Selon Libération, le député-maire d'Evry "veut faire imploser le PS", rien de moins ...
Valls fait preuve d'un activisme soutenu depuis nos défaites électorales des mois de mai et juin. On se souvient de son refus marqué de soutenir lors du dernier Conseil National, le calendrier de la rénovation proposé par François Hollande. On se souvient de l'appel des quadras du 7 juillet dont il avait implicitement pris la tête de file avec Montebourg et Gorce. On se souvient enfin qu'il a organisé dans sa ville tout dernièrement une réunion de ces quadras pour entamer le chantier de la rénovation. Vaste chantier dont tout le monde parle comme après chaque défaite, mais dont personne ne s'accorde sur le contenu et la signification. La remise en cause collective est difficile et prendra du temps.
Malgré celà, les initiatives de Valls me semblent aller dans le bon sens, et j'aimerais y voir l'émergence d'une de ces têtes chercheuses dont le PS a besoin pour enclencher une nouvelle dynamique politique.
Je connais les qualités et les défauts de notre camarade et notamment son surnom de Manuel Valse à cause de ses positions en forme de girouette par exemple sur le TCE. Personnellement, je vois plutôt le côté positif de la chose : le pragmatisme, la quête de soi et le loyalisme affichés. Certains dénoncent l'absence de convictions et l'opportunisme. Certes, mais nos leaders y compris le plus célèbre d'entre eux, Tonton, n'ont-ils pas à diverses occasions démontré leurs capacités à changer d'opinion sur des sujets lourds. Les anathèmes lancés par François Mitterrand contre les institutions de la Vème République n'ont pas résisté aux réalités une fois arrivé au pouvoir. Etait-il sincère ? Je l'ignore. Révolutionnaire au dehors, conservateur à l'intérieur. Un classique chez les socialistes. A droite que dire de Chirac ? Bref, Valls ne serait pas le premier à avoir évolué dans ses convictions. A son âge, on peut y voir si on veut vraiment être positif une forme de maturation. Tout simplement, il y a là une marque d'intelligence, d'humanisme et de capacité à progresser en reconnaîssant la supériorité des arguments d'autrui en certaines occasions. Les plus grands esprits savent celà.

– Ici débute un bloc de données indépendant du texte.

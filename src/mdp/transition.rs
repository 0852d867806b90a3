use crate::mdp::{StateId, Utilities};
use crate::monitor::Diagnostics;

/// One possible outcome of an action: the successor state, how likely it is,
/// and the reward collected on the way.
#[derive(Debug, Clone, Copy, PartialEq)]
pub struct Transition {
    destination: StateId,
    probability: f64,
    reward: f64,
}

impl Transition {
    pub fn new(destination: StateId, probability: f64, reward: f64) -> Self {
        Self {
            destination,
            probability,
            reward,
        }
    }

    pub fn destination(&self) -> StateId {
        self.destination
    }

    pub fn probability(&self) -> f64 {
        self.probability
    }

    pub fn reward(&self) -> f64 {
        self.reward
    }

    /// `p * (r + discount * U(destination))`, where an unknown destination
    /// counts as utility 0.
    pub fn expected_contribution(
        &self,
        reward_discount: f64,
        utilities: &Utilities,
        diagnostics: &dyn Diagnostics,
    ) -> f64 {
        diagnostics.increment_calculation_count();
        self.probability * (self.reward + reward_discount * utilities.get(self.destination))
    }

    /// Return of taking this transition when `continuation` is what the
    /// destination yields afterwards.
    pub fn discounted_return(&self, reward_discount: f64, continuation: f64) -> f64 {
        self.reward + reward_discount * continuation
    }
}

#[cfg(test)]
mod tests {
    use super::*;
    use crate::monitor::{Monitor, NoDiagnostics};
    use approx::assert_relative_eq;

    #[test]
    fn test_expected_contribution() {
        let t = Transition::new(StateId::new(1), 0.8, -0.04);
        let utilities = Utilities::from_vec(vec![0.0, 2.0]);

        let value = t.expected_contribution(0.9, &utilities, &NoDiagnostics);
        assert_relative_eq!(value, 0.8 * (-0.04 + 0.9 * 2.0), epsilon = 1e-12);
    }

    #[test]
    fn test_missing_destination_counts_as_zero() {
        let t = Transition::new(StateId::new(7), 0.5, 1.0);
        let utilities = Utilities::from_vec(vec![3.0]);

        let value = t.expected_contribution(0.9, &utilities, &NoDiagnostics);
        assert_relative_eq!(value, 0.5, epsilon = 1e-12);
    }

    #[test]
    fn test_counts_one_calculation_per_call() {
        let monitor = Monitor::new();
        let t = Transition::new(StateId::new(0), 1.0, 1.0);
        let utilities = Utilities::zeros(1);

        t.expected_contribution(0.5, &utilities, &monitor);
        t.expected_contribution(0.5, &utilities, &monitor);
        assert_eq!(monitor.calculations(), 2);
        assert_eq!(monitor.iterations(), 0);
    }

    #[test]
    fn test_discounted_return() {
        let t = Transition::new(StateId::new(0), 1.0, 2.0);
        assert_relative_eq!(t.discounted_return(0.5, 4.0), 4.0);
    }
}
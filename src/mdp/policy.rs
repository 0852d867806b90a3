use crate::error::{Error, Result};
use crate::mdp::{ActionId, EvaluatedAction, Process, StateId};
use std::collections::BTreeMap;

/// The action a policy takes in one state.
#[derive(Debug, Clone, Copy, PartialEq)]
pub struct Decision {
    action: ActionId,
    utility: Option<f64>,
}

impl Decision {
    /// A decision made without evaluating it, e.g. written by hand.
    pub fn new(action: ActionId) -> Self {
        Self {
            action,
            utility: None,
        }
    }

    pub fn action(&self) -> ActionId {
        self.action
    }

    /// Utility the action had when a solver selected it.
    pub fn utility(&self) -> Option<f64> {
        self.utility
    }
}

impl From<EvaluatedAction> for Decision {
    fn from(evaluated: EvaluatedAction) -> Self {
        Self {
            action: evaluated.action,
            utility: Some(evaluated.utility),
        }
    }
}

/// Maps states to at most one action each. States without a decision, such as
/// terminal states, are simply absent.
#[derive(Debug, Clone, Default, PartialEq)]
pub struct Policy {
    decisions: BTreeMap<StateId, Decision>,
}

impl Policy {
    pub fn new() -> Self {
        Self::default()
    }

    /// Picks the action called `action_name` for `state`, checking both exist
    /// in `process`.
    pub fn choose(
        &mut self,
        process: &Process,
        state: StateId,
        action_name: &str,
    ) -> Result<&mut Self> {
        let owner = process.state(state).ok_or(Error::UnknownState(state))?;
        let id = owner
            .action_by_name(action_name)
            .ok_or_else(|| Error::UnknownAction {
                state: owner.name().to_string(),
                action: action_name.to_string(),
            })?;
        self.decisions.insert(state, Decision::new(id));
        Ok(self)
    }

    pub(crate) fn insert(&mut self, state: StateId, decision: Decision) {
        self.decisions.insert(state, decision);
    }

    /// Drops the decision for `state`, which then counts as terminal.
    pub fn remove(&mut self, state: StateId) -> Option<Decision> {
        self.decisions.remove(&state)
    }

    pub fn decision(&self, state: StateId) -> Option<&Decision> {
        self.decisions.get(&state)
    }

    pub fn action(&self, state: StateId) -> Option<ActionId> {
        self.decisions.get(&state).map(Decision::action)
    }

    pub fn utility(&self, state: StateId) -> Option<f64> {
        self.decisions.get(&state).and_then(Decision::utility)
    }

    pub fn len(&self) -> usize {
        self.decisions.len()
    }

    pub fn is_empty(&self) -> bool {
        self.decisions.is_empty()
    }

    /// Decisions in state order.
    pub fn iter(&self) -> impl Iterator<Item = (StateId, &Decision)> {
        self.decisions.iter().map(|(state, decision)| (*state, decision))
    }

    /// Whether both policies pick the same action everywhere, ignoring the
    /// recorded utilities.
    pub fn same_actions(&self, other: &Policy) -> bool {
        self.decisions.len() == other.decisions.len()
            && self
                .iter()
                .all(|(state, decision)| other.action(state) == Some(decision.action()))
    }
}
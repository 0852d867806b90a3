use crate::error::{Error, Result};
use crate::mdp::{Action, Policy, SimulationConfig, Solver, State, StateId};
use std::collections::HashMap;

/// Maximum error used by [`Process::calculate_optimal_policy`].
pub const DEFAULT_MAX_ERROR: f64 = 1e-5;

/// A finite Markov decision process: an immutable graph of states, actions and
/// transitions together with the reward discount.
///
/// Built with [`ProcessBuilder`](crate::ProcessBuilder).
#[derive(Debug, Clone)]
pub struct Process {
    states: Vec<State>,
    names: HashMap<String, StateId>,
    reward_discount: f64,
}

impl Process {
    pub(crate) fn new(
        states: Vec<State>,
        names: HashMap<String, StateId>,
        reward_discount: f64,
    ) -> Self {
        Self {
            states,
            names,
            reward_discount,
        }
    }

    pub fn reward_discount(&self) -> f64 {
        self.reward_discount
    }

    pub fn len(&self) -> usize {
        self.states.len()
    }

    pub fn is_empty(&self) -> bool {
        self.states.is_empty()
    }

    pub fn states(&self) -> &[State] {
        &self.states
    }

    pub fn state(&self, id: StateId) -> Option<&State> {
        self.states.get(id.index())
    }

    pub fn state_by_name(&self, name: &str) -> Option<StateId> {
        self.names.get(name).copied()
    }

    /// The action `policy` takes in `state`.
    pub fn chosen_action(&self, policy: &Policy, state: StateId) -> Option<&Action> {
        self.state(state)?.policy_action(policy)
    }

    /// Builds a policy from `(state, action name)` pairs.
    pub fn policy_from(&self, choices: &[(StateId, &str)]) -> Result<Policy> {
        let mut policy = Policy::new();
        for (state, action) in choices {
            policy.choose(self, *state, action)?;
        }
        Ok(policy)
    }

    /// A solver with default settings and no diagnostics.
    pub fn solver(&self) -> Solver<'_> {
        Solver::new(self)
    }

    /// Greedy policy whose value is within `max_error` of optimal.
    pub fn solve_by_value_iteration(&self, max_error: f64) -> Result<Policy> {
        Ok(self.solver().value_iteration(max_error)?.policy)
    }

    pub fn solve_by_policy_iteration(&self) -> Result<Policy> {
        Ok(self.solver().policy_iteration()?.policy)
    }

    pub fn calculate_optimal_policy(&self) -> Result<Policy> {
        self.solve_by_value_iteration(DEFAULT_MAX_ERROR)
    }

    /// Mean discounted return of 1000 rollouts of at most 40 steps.
    pub fn estimate_expected_utility(&self, start: StateId, policy: &Policy) -> Result<f64> {
        self.solver()
            .estimate_expected_utility(start, policy, &SimulationConfig::default())
    }

    pub(crate) fn require(&self, id: StateId) -> Result<&State> {
        self.state(id).ok_or(Error::UnknownState(id))
    }
}
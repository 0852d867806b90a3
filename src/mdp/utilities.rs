use crate::mdp::StateId;
use ndarray::{Array1, Zip};

/// Expected discounted return per state, indexed by [`StateId`].
///
/// States past the end of the table read as 0, so a partially filled table can
/// seed a solver.
#[derive(Debug, Clone, PartialEq)]
pub struct Utilities {
    values: Array1<f64>,
}

impl Utilities {
    pub fn zeros(len: usize) -> Self {
        Self {
            values: Array1::zeros(len),
        }
    }

    pub fn from_vec(values: Vec<f64>) -> Self {
        Self {
            values: Array1::from(values),
        }
    }

    /// Builds a table from explicit entries; states not mentioned are 0.
    ///
    /// # Panics
    ///
    /// The table is dense, so it panics when a table reaching the largest
    /// state index cannot be allocated.
    pub fn from_pairs(pairs: impl IntoIterator<Item = (StateId, f64)>) -> Self {
        let pairs: Vec<_> = pairs.into_iter().collect();
        let len = pairs
            .iter()
            .map(|(s, _)| s.index().saturating_add(1))
            .max()
            .unwrap_or(0);
        let mut values = Array1::zeros(len);
        for (state, value) in pairs {
            values[state.index()] = value;
        }
        Self { values }
    }

    pub(crate) fn from_fn(len: usize, f: impl FnMut(usize) -> f64) -> Self {
        Self {
            values: Array1::from_shape_fn(len, f),
        }
    }

    /// Same values, padded with zeros or cut to `len` entries.
    pub fn resized(&self, len: usize) -> Self {
        Self::from_fn(len, |i| self.values.get(i).copied().unwrap_or(0.0))
    }

    pub fn get(&self, state: StateId) -> f64 {
        self.values.get(state.index()).copied().unwrap_or(0.0)
    }

    pub fn len(&self) -> usize {
        self.values.len()
    }

    pub fn is_empty(&self) -> bool {
        self.values.is_empty()
    }

    pub fn iter(&self) -> impl Iterator<Item = (StateId, f64)> + '_ {
        self.values
            .iter()
            .enumerate()
            .map(|(i, v)| (StateId::new(i), *v))
    }

    pub fn as_array(&self) -> &Array1<f64> {
        &self.values
    }

    /// Largest absolute per-state difference. Missing entries count as 0.
    pub fn max_difference(&self, other: &Utilities) -> f64 {
        if self.len() == other.len() {
            return Zip::from(&self.values)
                .and(&other.values)
                .fold(0.0, |acc: f64, a: &f64, b: &f64| acc.max((a - b).abs()));
        }
        let len = self.len().max(other.len());
        (0..len)
            .map(StateId::new)
            .map(|s| (self.get(s) - other.get(s)).abs())
            .fold(0.0, f64::max)
    }
}
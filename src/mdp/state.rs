use crate::mdp::{Action, Policy, Utilities};
use crate::monitor::Diagnostics;
use std::fmt;

/// Handle of a state inside its [`Process`](crate::Process).
#[derive(Debug, Clone, Copy, PartialEq, Eq, Hash, PartialOrd, Ord)]
pub struct StateId(usize);

impl StateId {
    pub fn new(index: usize) -> Self {
        Self(index)
    }

    pub fn index(self) -> usize {
        self.0
    }
}

impl fmt::Display for StateId {
    fn fmt(&self, f: &mut fmt::Formatter<'_>) -> fmt::Result {
        write!(f, "#{}", self.0)
    }
}

/// Position of an action within its owning state.
#[derive(Debug, Clone, Copy, PartialEq, Eq, Hash, PartialOrd, Ord)]
pub struct ActionId(usize);

impl ActionId {
    pub fn new(index: usize) -> Self {
        Self(index)
    }

    pub fn index(self) -> usize {
        self.0
    }
}

/// An action together with the utility that got it selected.
#[derive(Debug, Clone, Copy, PartialEq)]
pub struct EvaluatedAction {
    pub action: ActionId,
    pub utility: f64,
}

/// A node of the decision graph. A state without actions is terminal.
#[derive(Debug, Clone)]
pub struct State {
    id: StateId,
    name: String,
    actions: Vec<Action>,
}

impl State {
    pub(crate) fn new(id: StateId, name: impl Into<String>) -> Self {
        Self {
            id,
            name: name.into(),
            actions: Vec::new(),
        }
    }

    pub(crate) fn push_action(&mut self, action: Action) -> ActionId {
        self.actions.push(action);
        ActionId(self.actions.len() - 1)
    }

    pub fn id(&self) -> StateId {
        self.id
    }

    pub fn name(&self) -> &str {
        &self.name
    }

    pub fn actions(&self) -> &[Action] {
        &self.actions
    }

    pub fn action(&self, id: ActionId) -> Option<&Action> {
        self.actions.get(id.0)
    }

    pub fn action_by_name(&self, name: &str) -> Option<ActionId> {
        self.actions
            .iter()
            .position(|a| a.name() == name)
            .map(ActionId)
    }

    pub fn is_terminal(&self) -> bool {
        self.actions.is_empty()
    }

    /// The action with the highest expected utility, or `None` for a terminal
    /// state. Ties go to the action added first.
    pub fn best_action(
        &self,
        utilities: &Utilities,
        reward_discount: f64,
        diagnostics: &dyn Diagnostics,
    ) -> Option<EvaluatedAction> {
        let mut best: Option<EvaluatedAction> = None;
        for (index, action) in self.actions.iter().enumerate() {
            let utility = action.expected_utility(reward_discount, utilities, diagnostics);
            if best.map_or(true, |b| utility > b.utility) {
                best = Some(EvaluatedAction {
                    action: ActionId(index),
                    utility,
                });
            }
        }
        best
    }

    /// Bellman backup for this state; 0 when terminal.
    pub fn best_utility(
        &self,
        utilities: &Utilities,
        reward_discount: f64,
        diagnostics: &dyn Diagnostics,
    ) -> f64 {
        self.best_action(utilities, reward_discount, diagnostics)
            .map_or(0.0, |best| best.utility)
    }

    /// The action `policy` picks here, if it picks one that exists.
    pub fn policy_action(&self, policy: &Policy) -> Option<&Action> {
        policy.action(self.id).and_then(|id| self.action(id))
    }

    /// Expected utility of following `policy` for one step; 0 when the policy
    /// has nothing for this state.
    pub fn utility_under_policy(
        &self,
        policy: &Policy,
        utilities: &Utilities,
        reward_discount: f64,
        diagnostics: &dyn Diagnostics,
    ) -> f64 {
        self.policy_action(policy).map_or(0.0, |action| {
            action.expected_utility(reward_discount, utilities, diagnostics)
        })
    }
}
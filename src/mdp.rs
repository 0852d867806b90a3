pub mod action;
pub mod builder;
pub mod policy;
pub mod process;
pub mod solvers;
pub mod state;
pub mod transition;
pub mod utilities;

pub use action::Action;
pub use builder::ProcessBuilder;
pub use policy::{Decision, Policy};
pub use process::Process;
pub use solvers::{SimulationConfig, Solution, Solver, SolverConfig};
pub use state::{ActionId, EvaluatedAction, State, StateId};
pub use transition::Transition;
pub use utilities::Utilities;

En résumé, je surveillerai avec attention et un brin de sympathie le parcours de Manuel Valls bien qu'il ne se soit pas révélé social-démocrate pur sucre, et qu'il ait eu des positions qui frisent le communautarisme. Il a par contre les pieds bien ancrés dans la réalité des villes sensibles, notamment en ce qui concerne la sécurité. Surtout il n'est pas adepte du consensus mou dont tous les socialistes disent aujourd'hui qu'il a conduit à rendre le PS comparable à la SFIO juste avant le congrès d'Epinay de 1971. Comme la SFIO sclérosée, le PS est actuellement un parti de conseillers municipaux, départementaux ou régionaux, donc des notables et des élus que beaucoup accusent d'être attachés à leurs mandats plus qu'à leurs valeurs et la protection des plus défavorisés.
Visant moi même ce type de responsabilités, je ne vais pas jeter le bébé avec l'eau du bain : il est important d'avoir un réseau d'élus connaissant les dossiers locaux. Rien ne se fait en dehors du système. A cet égard, je relis avec intérêt le livre de Rocard "si la gauche savait" où on voit bien que l'histoire ne fait que se répéter. La fin du cycle d'Epinay dont nous parlent les éditorialistes est bien une réalité. Il est temps de fonder un nouveau parti socialiste. Un nouveau nouveau PS si l'on veut. En fait ce qui doit changer, ce sont les têtes et les esprits : les leaders et les idées.
L'enjeu national mérite que l'on prépare l'alternance au sarkozysme avec l'énergie de jeunes dirigeants à notre tête plutôt qu'avec des générations qui ont échoué et qui se contenteraient du socialisme municipal ou de missions lointaines. Mais il serait vain aussi de croire qu'on pourrait se passer de l'expérience et des talents de nos anciens qui n'ont pas "juridiquement tort parce qu'ils sont minoritaires" pour reprendre le mot d'André Laignel. Etant au coeur de mes préoccupations, je sais que la préparation des projets municipaux démontre qu'on ne saurait réussir sans l'expertise et la sagacité de nos anciens.
Il est au final amusant de voir à quel point nous pouvons répliquer localement ce qui se passe au niveau national. Les enthousiasmes de débutant voisinent avec les soupirs désabusés des anciens. Mais la remise en cause est collective et tant qu'on réussira à s'indigner et à vouloir transformer la réalité sociale, l'espoir nous est permis.